Exercise: In the records, find every line with the word "builder" and copy it out.

Provided data:
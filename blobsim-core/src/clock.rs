//! Time sources for stream pacing.
//!
//! Streams never read the wall clock directly. Production code uses
//! [`SystemClock`]; tests drive pacing through [`ManualClock`] so delays are
//! observed without actually sleeping.

use std::sync::Arc;
use std::time::{Duration, Instant};

use parking_lot::Mutex;

/// Source of monotonic time and blocking delays.
pub trait Clock: Send {
    /// Returns the current instant.
    fn now(&self) -> Instant;

    /// Blocks the calling thread for `duration`.
    fn sleep(&self, duration: Duration);
}

/// Real monotonic clock backed by [`Instant::now`] and [`std::thread::sleep`].
#[derive(Debug, Clone, Copy, Default)]
pub struct SystemClock;

impl Clock for SystemClock {
    fn now(&self) -> Instant {
        Instant::now()
    }

    fn sleep(&self, duration: Duration) {
        std::thread::sleep(duration);
    }
}

#[derive(Debug)]
struct ManualClockState {
    current_time: Instant,
    start_time: Instant,
    sleeps: Vec<Duration>,
}

/// Controllable clock for deterministic pacing tests.
///
/// Time only moves when [`ManualClock::advance`] or [`Clock::sleep`] is
/// called. Sleeping returns immediately after moving virtual time forward and
/// recording the requested duration. Clones share the same timeline, so a test
/// can keep one handle while a stream owns another.
#[derive(Debug, Clone)]
pub struct ManualClock {
    state: Arc<Mutex<ManualClockState>>,
}

impl Default for ManualClock {
    fn default() -> Self {
        Self::new()
    }
}

impl ManualClock {
    /// Creates a manual clock starting at virtual time zero.
    pub fn new() -> Self {
        let start = Instant::now();
        Self {
            state: Arc::new(Mutex::new(ManualClockState {
                current_time: start,
                start_time: start,
                sleeps: Vec::new(),
            })),
        }
    }

    /// Moves virtual time forward without recording a sleep.
    pub fn advance(&self, duration: Duration) {
        self.state.lock().current_time += duration;
    }

    /// Returns virtual time elapsed since the clock was created.
    pub fn elapsed(&self) -> Duration {
        let state = self.state.lock();
        state.current_time.duration_since(state.start_time)
    }

    /// Returns every duration passed to [`Clock::sleep`], in call order.
    pub fn sleeps(&self) -> Vec<Duration> {
        self.state.lock().sleeps.clone()
    }

    /// Returns the sum of all recorded sleeps.
    pub fn total_slept(&self) -> Duration {
        self.state.lock().sleeps.iter().sum()
    }
}

impl Clock for ManualClock {
    fn now(&self) -> Instant {
        self.state.lock().current_time
    }

    fn sleep(&self, duration: Duration) {
        let mut state = self.state.lock();
        state.current_time += duration;
        state.sleeps.push(duration);
    }
}

#[cfg(test)]
mod tests {
    use super::*;

    #[test]
    fn test_manual_clock_advancement() {
        let clock = ManualClock::new();
        let start = clock.now();

        clock.advance(Duration::from_secs(10));
        assert_eq!(clock.elapsed(), Duration::from_secs(10));

        clock.advance(Duration::from_secs(5));
        assert_eq!(clock.elapsed(), Duration::from_secs(15));
        assert!(clock.now() > start);

        // Advancing is not a sleep
        assert!(clock.sleeps().is_empty());
    }

    #[test]
    fn test_manual_clock_sleep_records_duration() {
        let clock = ManualClock::new();

        clock.sleep(Duration::from_millis(250));
        clock.sleep(Duration::from_millis(750));

        assert_eq!(
            clock.sleeps(),
            vec![Duration::from_millis(250), Duration::from_millis(750)]
        );
        assert_eq!(clock.total_slept(), Duration::from_secs(1));
        assert_eq!(clock.elapsed(), Duration::from_secs(1));
    }

    #[test]
    fn test_manual_clock_clones_share_timeline() {
        let clock = ManualClock::new();
        let handle = clock.clone();

        handle.sleep(Duration::from_secs(2));

        assert_eq!(clock.elapsed(), Duration::from_secs(2));
        assert_eq!(clock.total_slept(), Duration::from_secs(2));
    }

    #[test]
    fn test_system_clock_is_monotonic() {
        let clock = SystemClock;
        let first = clock.now();
        let second = clock.now();
        assert!(second >= first);
    }
}
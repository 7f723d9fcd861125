//! Integration tests for synthetic streams.
//!
//! Exercises the public stream API the way upload code consumes it: through
//! chunked reads, `std::io` adapters, seeks, and paced reads driven by a
//! manual clock.

use std::io::{self, Read, Seek, SeekFrom};
use std::time::Duration;

use blobsim_core::{
    ContentMode, ManualClock, PacingStrategy, StreamConfig, StreamError, SyntheticByteStream,
    Whence,
};
use proptest::prelude::*;

/// Reads `chunk` bytes at a time until the stream reports end of stream.
fn drain_in_chunks(stream: &mut SyntheticByteStream, chunk: i64) -> u64 {
    let mut total = 0u64;
    loop {
        let bytes = stream.read(chunk);
        if bytes.is_empty() {
            return total;
        }
        total += bytes.len() as u64;
    }
}

proptest! {
    #[test]
    fn prop_chunked_reads_sum_to_total_size(total_size in 0u64..200_000, chunk in 1i64..70_000) {
        let mut stream = SyntheticByteStream::new(total_size);
        prop_assert_eq!(drain_in_chunks(&mut stream, chunk), total_size);
        prop_assert_eq!(stream.tell(), total_size);
    }

    #[test]
    fn prop_position_stays_within_bounds(
        total_size in 0u64..10_000,
        ops in prop::collection::vec((0u8..4, -20_000i64..20_000), 1..40),
    ) {
        let mut stream = SyntheticByteStream::new(total_size);
        for (op, value) in ops {
            match op {
                0 => { stream.read(value); }
                1 => { let _ = stream.seek(value, Whence::Start); }
                2 => { let _ = stream.seek(value, Whence::Current); }
                _ => { let _ = stream.seek(value, Whence::End); }
            }
            prop_assert!(stream.tell() <= total_size);
        }
    }

    #[test]
    fn prop_read_advances_by_min_of_request_and_remaining(
        total_size in 0u64..10_000,
        start in 0i64..12_000,
        request in 0i64..12_000,
    ) {
        let mut stream = SyntheticByteStream::new(total_size);
        let position = stream.seek(start, Whence::Start).unwrap();
        let expected = (request as u64).min(total_size - position);

        prop_assert_eq!(stream.read(request).len() as u64, expected);
        prop_assert_eq!(stream.tell(), position + expected);
    }
}

#[test]
fn test_ten_byte_stream_in_chunks_of_four() {
    let mut stream = SyntheticByteStream::new(10);

    let mut observed = Vec::new();
    for _ in 0..4 {
        let len = stream.read(4).len();
        observed.push((len, stream.tell()));
    }

    assert_eq!(observed, vec![(4, 4), (4, 8), (2, 10), (0, 10)]);
}

#[test]
fn test_tell_tracks_reads() {
    let mut stream = SyntheticByteStream::new(100);
    assert_eq!(stream.tell(), 0);

    stream.read(30);
    assert_eq!(stream.tell(), 30);

    stream.read(1000);
    assert_eq!(stream.tell(), 100);
}

#[test]
fn test_seek_to_start_after_reads() {
    let mut stream = SyntheticByteStream::new(100);
    stream.read(60);

    assert_eq!(stream.seek(0, Whence::Start), Ok(0));
    assert_eq!(stream.tell(), 0);
}

#[test]
fn test_seek_before_start_is_invalid_argument() {
    let mut stream = SyntheticByteStream::new(100);
    assert!(matches!(
        stream.seek(-1, Whence::Start),
        Err(StreamError::InvalidArgument { .. })
    ));
}

#[test]
fn test_seek_to_end_then_read_is_empty() {
    let mut stream = SyntheticByteStream::new(100);

    assert_eq!(stream.seek(0, Whence::End), Ok(100));
    assert!(stream.read(10).is_empty());
    assert!(stream.read(-1).is_empty());
}

#[test]
fn test_seek_past_end_clamps_to_total_size() {
    let total_size = 100;
    let mut stream = SyntheticByteStream::new(total_size);

    assert_eq!(
        stream.seek(total_size as i64 + 1000, Whence::Start),
        Ok(total_size)
    );
    assert_eq!(stream.tell(), total_size);
}

#[test]
fn test_unknown_whence_is_invalid_argument() {
    let mut stream = SyntheticByteStream::new(100);
    assert!(matches!(
        stream.seek_raw(0, 7),
        Err(StreamError::InvalidArgument { .. })
    ));
    assert_eq!(stream.tell(), 0);
}

#[test]
fn test_back_to_back_reads_respect_rate_limit() {
    let clock = ManualClock::new();
    let rate = 4096;
    let chunk = 1024;
    let mut stream = SyntheticByteStream::builder(1 << 20)
        .rate_limit(rate)
        .build_with_clock(clock.clone())
        .unwrap();

    stream.read(chunk);
    let first_done = clock.elapsed();
    stream.read(chunk);
    let second_done = clock.elapsed();

    let per_read = Duration::from_secs_f64(chunk as f64 / rate as f64);
    assert!(second_done - first_done >= per_read);
    assert_eq!(clock.total_slept(), per_read * 2);
}

#[test]
fn test_average_throughput_bounded_by_rate_limit() {
    let clock = ManualClock::new();
    let rate = 10_000u64;
    let total = 100_000u64;
    let mut stream = SyntheticByteStream::builder(total)
        .rate_limit(rate)
        .build_with_clock(clock.clone())
        .unwrap();

    let mut read = 0u64;
    for request in [1, 5000, 123, 40_000, 7, 60_000] {
        read += stream.read(request).len() as u64;
    }
    assert_eq!(read, total);

    let elapsed = clock.elapsed().as_secs_f64();
    assert!(read as f64 / elapsed <= rate as f64 * 1.000_001);
}

#[test]
fn test_token_bucket_throughput_bounded_after_burst() {
    let clock = ManualClock::new();
    let mut stream = SyntheticByteStream::builder(100_000)
        .rate_limit(10_000)
        .pacing(PacingStrategy::TokenBucket { burst_bytes: 10_000 })
        .build_with_clock(clock.clone())
        .unwrap();

    let read = stream.read_remaining().len() as u64;
    assert_eq!(read, 100_000);

    // First 10_000 bytes come from the burst, the rest at 10_000 B/s
    assert_eq!(clock.total_slept(), Duration::from_secs(9));
}

#[test]
fn test_io_copy_consumes_exact_length() {
    let mut stream = SyntheticByteStream::builder(1_000_003)
        .chunk_size(4096)
        .build()
        .unwrap();

    let copied = io::copy(&mut stream, &mut io::sink()).unwrap();
    assert_eq!(copied, 1_000_003);
    assert_eq!(Read::read(&mut stream, &mut [0u8; 16]).unwrap(), 0);
}

#[test]
fn test_io_seek_then_read_pseudorandom_content() {
    let content = ContentMode::Pseudorandom { seed: 2024 };
    let mut reference = SyntheticByteStream::builder(4096)
        .content(content)
        .build()
        .unwrap();
    let whole = reference.read_remaining();

    let mut stream = SyntheticByteStream::builder(4096)
        .content(content)
        .build()
        .unwrap();
    Seek::seek(&mut stream, SeekFrom::End(-100)).unwrap();
    let mut tail = Vec::new();
    stream.read_to_end(&mut tail).unwrap();

    assert_eq!(&tail[..], &whole[4096 - 100..]);
}

#[test]
fn test_huge_nominal_size_is_cheap() {
    let mut stream = SyntheticByteStream::from_config(&StreamConfig::default()).unwrap();
    assert_eq!(stream.total_size(), 1_000_000_000_000);

    assert_eq!(stream.seek(-10, Whence::End), Ok(999_999_999_990));
    assert_eq!(stream.read(1 << 20).len(), 10);
}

The completed task:
    let mut stream = SyntheticByteStream::builder(1 << 20)
    let mut stream = SyntheticByteStream::builder(total)
    let mut stream = SyntheticByteStream::builder(100_000)
    let mut stream = SyntheticByteStream::builder(1_000_003)
    let mut reference = SyntheticByteStream::builder(4096)
    let mut stream = SyntheticByteStream::builder(4096)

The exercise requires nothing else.